Attributed to Sdiihldaa/Simeon Stilthda (ca. 1799–
1889), Haida
Wood, paint, leather, metal
Collected by Israel W. Powell between 1880 and 1885
Donated by Heber R. Bishop
American Museum of Natural History 16/376
This mask (niijaang.u) originally had two parts: the split outer face of a man, and an inner face representing a woman (lost sometime after it arrived at AMNH). Such mechanical masks usually represent ceremonial transformation— a physical or spiritual change in state. Although Powell identified this mask as a “hermaphrodite,” it more likely signals the change from male to female aspects of a mythical person or spirit being.
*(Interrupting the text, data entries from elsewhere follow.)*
//! The screening pipeline: candidates, metrics, bounds.

use crate::error::Result;
use crate::universe::{CandidateFilter, NO_MATCH_EXPLANATION, ProfileUniverse};
use fremantle_data::{FundamentalsSource, ProfileSource};
use fremantle_metrics::{FilterSet, MetricEngine, MetricRegistry};
use fremantle_output::ScreenResponse;
use serde::{Deserialize, Serialize};
use tracing::info;

/// One screen: descriptive filters plus raw metric bound parameters.
#[derive(Debug, Clone, Default, PartialEq, Eq, Serialize, Deserialize)]
pub struct ScreenRequest {
    /// Descriptive filters
    pub filter: CandidateFilter,
    /// Remaining request parameters, in arrival order
    pub params: Vec<(String, String)>,
}

impl ScreenRequest {
    /// Create a request with the given descriptive filters and no bounds.
    pub const fn new(filter: CandidateFilter) -> Self {
        Self {
            filter,
            params: Vec::new(),
        }
    }

    /// Split query-string style pairs into descriptive filters and the rest.
    ///
    /// `country`, `property_type` and `ticker` set the descriptive filters,
    /// the last occurrence winning. Every other pair is kept for bound
    /// parsing, which ignores keys it does not know.
    pub fn from_query<I, K, V>(pairs: I) -> Self
    where
        I: IntoIterator<Item = (K, V)>,
        K: AsRef<str>,
        V: AsRef<str>,
    {
        let mut request = Self::default();
        for (key, value) in pairs {
            let (key, value) = (key.as_ref(), value.as_ref());
            match key {
                "country" => request.filter = request.filter.with_country(value),
                "property_type" => request.filter = request.filter.with_property_type(value),
                "ticker" => request.filter = request.filter.with_ticker(value),
                _ => request.params.push((key.to_string(), value.to_string())),
            }
        }
        request
    }

    /// Add one raw parameter such as `("min_operating_margin", "0.2")`.
    pub fn with_param(mut self, key: impl Into<String>, value: impl Into<String>) -> Self {
        self.params.push((key.into(), value.into()));
        self
    }
}

/// Runs screens against one data source.
#[derive(Debug)]
pub struct Screener<S> {
    source: S,
    engine: MetricEngine,
}

impl<S> Screener<S>
where
    S: FundamentalsSource + ProfileSource,
{
    /// Create a screener over `source` with a custom metric table.
    pub const fn new(source: S, registry: MetricRegistry) -> Self {
        Self {
            source,
            engine: MetricEngine::new(registry),
        }
    }

    /// Create a screener with the built-in metric table.
    pub fn standard(source: S) -> Result<Self> {
        Ok(Self::new(source, MetricRegistry::standard()?))
    }

    /// The underlying data source.
    pub const fn source(&self) -> &S {
        &self.source
    }

    /// The metric engine.
    pub const fn engine(&self) -> &MetricEngine {
        &self.engine
    }

    /// The metric table.
    pub const fn registry(&self) -> &MetricRegistry {
        self.engine.registry()
    }

    /// Load the full profile universe.
    pub fn universe(&self) -> Result<ProfileUniverse> {
        Ok(ProfileUniverse::load(&self.source)?)
    }

    /// Run one screen.
    ///
    /// Bounds are parsed before anything is fetched, so a malformed bound
    /// fails fast. Rows come back in candidate order.
    pub fn screen(&self, request: &ScreenRequest) -> Result<ScreenResponse> {
        let bounds = FilterSet::from_params(
            self.registry(),
            request.params.iter().map(|(k, v)| (k.as_str(), v.as_str())),
        )?;

        let candidates = self.universe()?.filter(&request.filter);
        let rows = self.engine.compute(&self.source, &candidates)?;
        let reits = bounds.apply(rows);

        info!(
            candidates = candidates.len(),
            matched = reits.len(),
            "screen complete"
        );

        let explanation = if reits.is_empty() {
            NO_MATCH_EXPLANATION.to_string()
        } else {
            request.filter.explanation()
        };
        Ok(ScreenResponse::new(explanation, reits))
    }
}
Scholars have come to attribute this mask to the Haida carver Simeon Stilthda, who was known to have made many items for sale to Euro-Americans (such as portrait masks and shaman figures like the one on exhibit). He produced this mask at a time of great duress in Haida culture due to anti-potlatch laws, drastic population loss and relocation due to disease, and the suppression by missionaries of ritual art practices. Perhaps Stilthda took advantage of the robust tourist and ethnographic markets not only to make a living but also to maintain a material record of Haida visual and ceremonial form—like masks and face paintings— that were threatened with eradication.